__EXERCISE__. Look at the entries below and restate word for word the lines from the first through the one that has "use inkwell::module::Module;".

[Collected data entries]

——

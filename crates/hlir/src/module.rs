//! Module attachment, construct creation, and the lowering driver.
//!
//! An `HlirModule` owns the LLVM module the front-end emits into and the
//! ordered list of parallel constructs attached to it. Constructs are
//! auto-named from a process-wide counter (`pfor0`, `reduce1`, `task2`,
//! ...), so names stay unique even across modules, and a process-wide
//! registry rejects attaching twice to the same module name.

use std::cell::RefCell;
use std::collections::HashSet;
use std::rc::Rc;
use std::sync::atomic::{AtomicUsize, Ordering};
use std::sync::{Mutex, OnceLock, PoisonError};

use inkwell::context::Context;
use inkwell::module::Module;
use inkwell::types::BasicTypeEnum;

use crate::constructs::{HlirParallelFor, HlirParallelReduce, HlirTask};
use crate::diagnostics::{Diagnostic, LowerResult};
use crate::lower;
use crate::runtime_decls::RuntimeDecls;

static NEXT_ID: AtomicUsize = AtomicUsize::new(0);
static ATTACHED: OnceLock<Mutex<HashSet<String>>> = OnceLock::new();

fn next_name(prefix: &str) -> String {
    format!("{}{}", prefix, NEXT_ID.fetch_add(1, Ordering::Relaxed))
}

/// A construct in creation order. Lowering dispatches on the kind; each
/// kind has its own pass.
enum Construct<'ctx> {
    ParallelFor(Rc<HlirParallelFor<'ctx>>),
    ParallelReduce(Rc<HlirParallelReduce<'ctx>>),
    Task(Rc<HlirTask<'ctx>>),
}

pub struct HlirModule<'ctx> {
    context: &'ctx Context,
    module: Module<'ctx>,
    constructs: RefCell<Vec<Construct<'ctx>>>,
}

impl<'ctx> HlirModule<'ctx> {
    /// Takes ownership of `module` and prepares it for parallel
    /// constructs. At most one attach per module name per process.
    pub fn attach(context: &'ctx Context, module: Module<'ctx>) -> LowerResult<Self> {
        let name = module.get_name().to_string_lossy().into_owned();
        let mut attached = ATTACHED
            .get_or_init(|| Mutex::new(HashSet::new()))
            .lock()
            .unwrap_or_else(PoisonError::into_inner);
        if !attached.insert(name.clone()) {
            return Err(Diagnostic::simple(format!(
                "module '{}' already has parallel constructs attached",
                name
            )));
        }
        drop(attached);
        Ok(HlirModule {
            context,
            module,
            constructs: RefCell::new(Vec::new()),
        })
    }

    pub fn context(&self) -> &'ctx Context {
        self.context
    }

    pub fn module(&self) -> &Module<'ctx> {
        &self.module
    }

    pub fn create_parallel_for(&self) -> LowerResult<Rc<HlirParallelFor<'ctx>>> {
        let pf = Rc::new(HlirParallelFor::build(
            self.context,
            &self.module,
            next_name("pfor"),
        )?);
        self.constructs
            .borrow_mut()
            .push(Construct::ParallelFor(Rc::clone(&pf)));
        Ok(pf)
    }

    pub fn create_parallel_reduce(
        &self,
        reduce_ty: BasicTypeEnum<'ctx>,
    ) -> LowerResult<Rc<HlirParallelReduce<'ctx>>> {
        let r = Rc::new(HlirParallelReduce::build(
            self.context,
            &self.module,
            next_name("reduce"),
            reduce_ty,
        )?);
        self.constructs
            .borrow_mut()
            .push(Construct::ParallelReduce(Rc::clone(&r)));
        Ok(r)
    }

    pub fn create_task(&self) -> Rc<HlirTask<'ctx>> {
        let task = Rc::new(HlirTask::build(next_name("task")));
        self.constructs
            .borrow_mut()
            .push(Construct::Task(Rc::clone(&task)));
        task
    }

    /// Runs the lowering passes over every construct in creation order.
    /// After this returns, no marker or anchor instruction survives and
    /// the module is ordinary IR plus `__strand_*` calls.
    pub fn lower_to_ir(&self) -> LowerResult<()> {
        let decls = RuntimeDecls::declare(self.context, &self.module);
        for construct in self.constructs.borrow().iter() {
            match construct {
                Construct::ParallelFor(pf) => {
                    lower::parallel_for::lower(self.context, &decls, pf)?
                }
                Construct::ParallelReduce(r) => {
                    lower::parallel_reduce::lower(self.context, &self.module, &decls, r)?
                }
                Construct::Task(task) => {
                    lower::task::lower(self.context, &self.module, &decls, task)?
                }
            }
        }
        Ok(())
    }
}
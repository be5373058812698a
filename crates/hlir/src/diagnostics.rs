//! Diagnostic reporting for the lowering library.
//!
//! Lowering errors are emitter bugs, not user-program bugs: a construct
//! with no marker, a combine function that was never finished, a reduce
//! over a type with no zero. The `Diagnostic` type keeps these readable
//! (message plus an optional hint) without dragging in source spans the
//! library never sees; the front-end owns source locations.

use std::error::Error;
use std::fmt;

#[derive(Debug, Clone)]
pub struct Diagnostic {
    /// Primary error message describing the issue
    pub message: String,
    /// Optional additional context or suggestion
    pub note: Option<String>,
}

impl Diagnostic {
    /// Creates a simple diagnostic with only an error message.
    pub fn simple(msg: impl Into<String>) -> Self {
        Diagnostic {
            message: msg.into(),
            note: None,
        }
    }

    /// Creates a diagnostic with an attached note.
    pub fn with_note(msg: impl Into<String>, note: impl Into<String>) -> Self {
        Diagnostic {
            message: msg.into(),
            note: Some(note.into()),
        }
    }
}

impl fmt::Display for Diagnostic {
    fn fmt(&self, f: &mut fmt::Formatter<'_>) -> fmt::Result {
        write!(f, "error: {}", self.message)?;
        if let Some(note) = &self.note {
            write!(f, "\nnote: {}", note)?;
        }
        Ok(())
    }
}

impl Error for Diagnostic {}

impl From<inkwell::builder::BuilderError> for Diagnostic {
    fn from(err: inkwell::builder::BuilderError) -> Self {
        Diagnostic::simple(format!("IR builder error: {}", err))
    }
}

/// Result alias used across the construct and lowering code.
pub type LowerResult<T> = Result<T, Diagnostic>;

——

__TASK ANSWER__.
filename crates/hlir/src/module.rs
//! Module attachment, construct creation, and the lowering driver.
//!
//! An `HlirModule` owns the LLVM module the front-end emits into and the
//! ordered list of parallel constructs attached to it. Constructs are
//! auto-named from a process-wide counter (`pfor0`, `reduce1`, `task2`,
//! ...), so names stay unique even across modules, and a process-wide
//! registry rejects attaching twice to the same module name.

use std::cell::RefCell;
use std::collections::HashSet;
use std::rc::Rc;
use std::sync::atomic::{AtomicUsize, Ordering};
use std::sync::{Mutex, OnceLock, PoisonError};

use inkwell::context::Context;
use inkwell::module::Module;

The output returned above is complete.